_Problem to work on_
When a line of the listing below has the string "optional" in it, copy that line.

_Extracted entries_
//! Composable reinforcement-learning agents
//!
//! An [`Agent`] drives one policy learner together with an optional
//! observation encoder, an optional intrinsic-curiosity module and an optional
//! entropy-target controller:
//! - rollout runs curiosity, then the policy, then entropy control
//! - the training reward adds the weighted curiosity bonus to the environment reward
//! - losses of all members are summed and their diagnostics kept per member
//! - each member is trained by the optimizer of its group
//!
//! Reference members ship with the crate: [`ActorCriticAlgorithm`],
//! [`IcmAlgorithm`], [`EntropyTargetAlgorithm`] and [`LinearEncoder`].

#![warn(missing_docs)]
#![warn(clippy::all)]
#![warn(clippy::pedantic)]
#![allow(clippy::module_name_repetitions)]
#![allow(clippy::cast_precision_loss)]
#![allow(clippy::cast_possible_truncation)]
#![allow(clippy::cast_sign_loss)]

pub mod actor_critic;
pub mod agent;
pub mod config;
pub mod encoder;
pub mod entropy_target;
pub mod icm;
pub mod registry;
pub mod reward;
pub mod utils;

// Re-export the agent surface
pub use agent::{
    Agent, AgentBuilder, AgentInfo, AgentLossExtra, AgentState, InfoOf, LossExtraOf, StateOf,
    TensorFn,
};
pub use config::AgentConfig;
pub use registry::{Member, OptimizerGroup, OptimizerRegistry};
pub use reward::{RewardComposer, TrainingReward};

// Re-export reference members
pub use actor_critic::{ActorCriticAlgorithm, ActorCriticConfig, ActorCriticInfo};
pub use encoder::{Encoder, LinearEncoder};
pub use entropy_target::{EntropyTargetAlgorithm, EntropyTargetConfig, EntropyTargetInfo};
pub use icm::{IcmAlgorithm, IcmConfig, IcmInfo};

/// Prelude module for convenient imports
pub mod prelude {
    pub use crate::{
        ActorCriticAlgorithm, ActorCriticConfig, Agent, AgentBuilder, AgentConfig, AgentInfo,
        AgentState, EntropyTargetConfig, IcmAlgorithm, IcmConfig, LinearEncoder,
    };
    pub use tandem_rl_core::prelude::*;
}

---

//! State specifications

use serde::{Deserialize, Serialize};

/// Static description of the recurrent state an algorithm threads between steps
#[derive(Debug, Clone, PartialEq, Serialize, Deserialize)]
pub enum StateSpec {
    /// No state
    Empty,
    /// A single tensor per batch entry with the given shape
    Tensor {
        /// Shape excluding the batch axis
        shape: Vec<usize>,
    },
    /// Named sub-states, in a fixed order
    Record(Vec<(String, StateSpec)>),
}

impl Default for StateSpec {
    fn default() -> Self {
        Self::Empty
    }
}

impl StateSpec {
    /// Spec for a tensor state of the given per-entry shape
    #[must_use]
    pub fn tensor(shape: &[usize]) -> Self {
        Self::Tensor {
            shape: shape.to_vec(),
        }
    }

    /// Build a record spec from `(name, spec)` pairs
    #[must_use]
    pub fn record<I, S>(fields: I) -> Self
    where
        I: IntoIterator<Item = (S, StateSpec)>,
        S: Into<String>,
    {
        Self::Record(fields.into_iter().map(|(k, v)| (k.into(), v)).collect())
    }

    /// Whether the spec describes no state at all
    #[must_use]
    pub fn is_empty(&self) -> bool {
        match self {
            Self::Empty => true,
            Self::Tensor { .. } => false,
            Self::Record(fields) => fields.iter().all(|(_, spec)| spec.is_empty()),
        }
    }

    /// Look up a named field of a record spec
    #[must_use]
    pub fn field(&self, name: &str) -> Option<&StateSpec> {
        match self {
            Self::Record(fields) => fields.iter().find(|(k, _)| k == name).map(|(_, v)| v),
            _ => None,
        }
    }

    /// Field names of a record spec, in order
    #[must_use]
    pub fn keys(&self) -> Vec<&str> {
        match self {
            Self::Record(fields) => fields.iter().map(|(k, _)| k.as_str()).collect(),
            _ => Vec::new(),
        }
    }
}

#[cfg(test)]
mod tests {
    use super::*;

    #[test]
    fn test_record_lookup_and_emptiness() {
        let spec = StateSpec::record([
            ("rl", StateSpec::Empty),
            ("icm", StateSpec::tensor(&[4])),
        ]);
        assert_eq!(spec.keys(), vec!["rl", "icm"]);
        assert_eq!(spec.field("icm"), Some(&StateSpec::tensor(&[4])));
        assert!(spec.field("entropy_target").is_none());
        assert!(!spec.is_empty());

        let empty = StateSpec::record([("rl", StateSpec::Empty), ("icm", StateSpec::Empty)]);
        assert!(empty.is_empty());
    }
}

_Solved exercise_
//! An [`Agent`] drives one policy learner together with an optional
//! observation encoder, an optional intrinsic-curiosity module and an optional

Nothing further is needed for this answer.